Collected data

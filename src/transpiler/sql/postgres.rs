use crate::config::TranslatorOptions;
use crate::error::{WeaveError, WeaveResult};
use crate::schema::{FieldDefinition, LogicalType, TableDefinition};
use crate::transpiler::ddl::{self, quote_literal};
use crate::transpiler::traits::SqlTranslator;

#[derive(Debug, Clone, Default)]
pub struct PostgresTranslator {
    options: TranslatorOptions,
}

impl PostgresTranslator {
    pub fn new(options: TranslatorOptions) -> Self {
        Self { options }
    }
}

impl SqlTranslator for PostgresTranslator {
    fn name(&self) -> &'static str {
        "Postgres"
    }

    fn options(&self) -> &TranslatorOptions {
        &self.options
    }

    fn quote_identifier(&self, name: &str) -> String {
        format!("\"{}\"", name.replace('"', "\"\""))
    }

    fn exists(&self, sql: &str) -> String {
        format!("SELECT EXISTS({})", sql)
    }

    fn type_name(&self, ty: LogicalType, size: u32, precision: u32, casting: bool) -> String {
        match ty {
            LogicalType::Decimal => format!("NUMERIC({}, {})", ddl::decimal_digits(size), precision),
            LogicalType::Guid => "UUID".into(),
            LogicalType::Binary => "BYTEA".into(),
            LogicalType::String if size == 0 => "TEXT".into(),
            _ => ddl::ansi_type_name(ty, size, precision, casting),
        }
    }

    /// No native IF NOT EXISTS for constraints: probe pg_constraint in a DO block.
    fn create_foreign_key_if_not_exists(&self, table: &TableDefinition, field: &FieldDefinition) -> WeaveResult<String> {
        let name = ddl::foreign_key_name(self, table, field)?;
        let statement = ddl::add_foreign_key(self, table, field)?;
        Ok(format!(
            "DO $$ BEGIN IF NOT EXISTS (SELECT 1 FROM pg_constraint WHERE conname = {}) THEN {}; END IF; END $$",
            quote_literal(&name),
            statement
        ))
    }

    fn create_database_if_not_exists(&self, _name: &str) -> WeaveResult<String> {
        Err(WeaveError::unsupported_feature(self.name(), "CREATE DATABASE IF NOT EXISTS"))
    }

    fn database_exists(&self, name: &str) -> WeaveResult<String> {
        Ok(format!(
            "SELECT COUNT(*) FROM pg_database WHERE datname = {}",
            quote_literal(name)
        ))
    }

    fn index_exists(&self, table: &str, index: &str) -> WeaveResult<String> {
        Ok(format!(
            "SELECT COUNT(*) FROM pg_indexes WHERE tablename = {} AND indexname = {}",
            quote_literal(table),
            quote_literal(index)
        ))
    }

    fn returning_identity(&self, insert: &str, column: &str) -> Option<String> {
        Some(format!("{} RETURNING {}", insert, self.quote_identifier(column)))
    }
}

#### Problem details:
Your answer must be the full set of records above, reproduced exactly.

#### Task result:
filename src/transpiler/sql/postgres.rs
use crate::config::TranslatorOptions;
use crate::error::{WeaveError, WeaveResult};
use crate::schema::{FieldDefinition, LogicalType, TableDefinition};
use crate::transpiler::ddl::{self, quote_literal};
use crate::transpiler::traits::SqlTranslator;

#[derive(Debug, Clone, Default)]
pub struct PostgresTranslator {
    options: TranslatorOptions,
}

impl PostgresTranslator {
    pub fn new(options: TranslatorOptions) -> Self {
        Self { options }
    }
}

impl SqlTranslator for PostgresTranslator {
    fn name(&self) -> &'static str {
        "Postgres"
    }

    fn options(&self) -> &TranslatorOptions {
        &self.options
    }

    fn quote_identifier(&self, name: &str) -> String {
        format!("\"{}\"", name.replace('"', "\"\""))
    }

    fn exists(&self, sql: &str) -> String {
        format!("SELECT EXISTS({})", sql)
    }

    fn type_name(&self, ty: LogicalType, size: u32, precision: u32, casting: bool) -> String {
        match ty {
            LogicalType::Decimal => format!("NUMERIC({}, {})", ddl::decimal_digits(size), precision),
            LogicalType::Guid => "UUID".into(),
            LogicalType::Binary => "BYTEA".into(),
            LogicalType::String if size == 0 => "TEXT".into(),
            _ => ddl::ansi_type_name(ty, size, precision, casting),
        }
    }

    /// No native IF NOT EXISTS for constraints: probe pg_constraint in a DO block.
    fn create_foreign_key_if_not_exists(&self, table: &TableDefinition, field: &FieldDefinition) -> WeaveResult<String> {
        let name = ddl::foreign_key_name(self, table, field)?;
        let statement = ddl::add_foreign_key(self, table, field)?;
        Ok(format!(
            "DO $$ BEGIN IF NOT EXISTS (SELECT 1 FROM pg_constraint WHERE conname = {}) THEN {}; END IF; END $$",
            quote_literal(&name),
            statement
        ))
    }

    fn create_database_if_not_exists(&self, _name: &str) -> WeaveResult<String> {
        Err(WeaveError::unsupported_feature(self.name(), "CREATE DATABASE IF NOT EXISTS"))
    }

    fn database_exists(&self, name: &str) -> WeaveResult<String> {
        Ok(format!(
            "SELECT COUNT(*) FROM pg_database WHERE datname = {}",
            quote_literal(name)
        ))
    }

    fn index_exists(&self, table: &str, index: &str) -> WeaveResult<String> {
        Ok(format!(
            "SELECT COUNT(*) FROM pg_indexes WHERE tablename = {} AND indexname = {}",
            quote_literal(table),
            quote_literal(index)
        ))
    }

    fn returning_identity(&self, insert: &str, column: &str) -> Option<String> {
        Some(format!("{} RETURNING {}", insert, self.quote_identifier(column)))
    }
}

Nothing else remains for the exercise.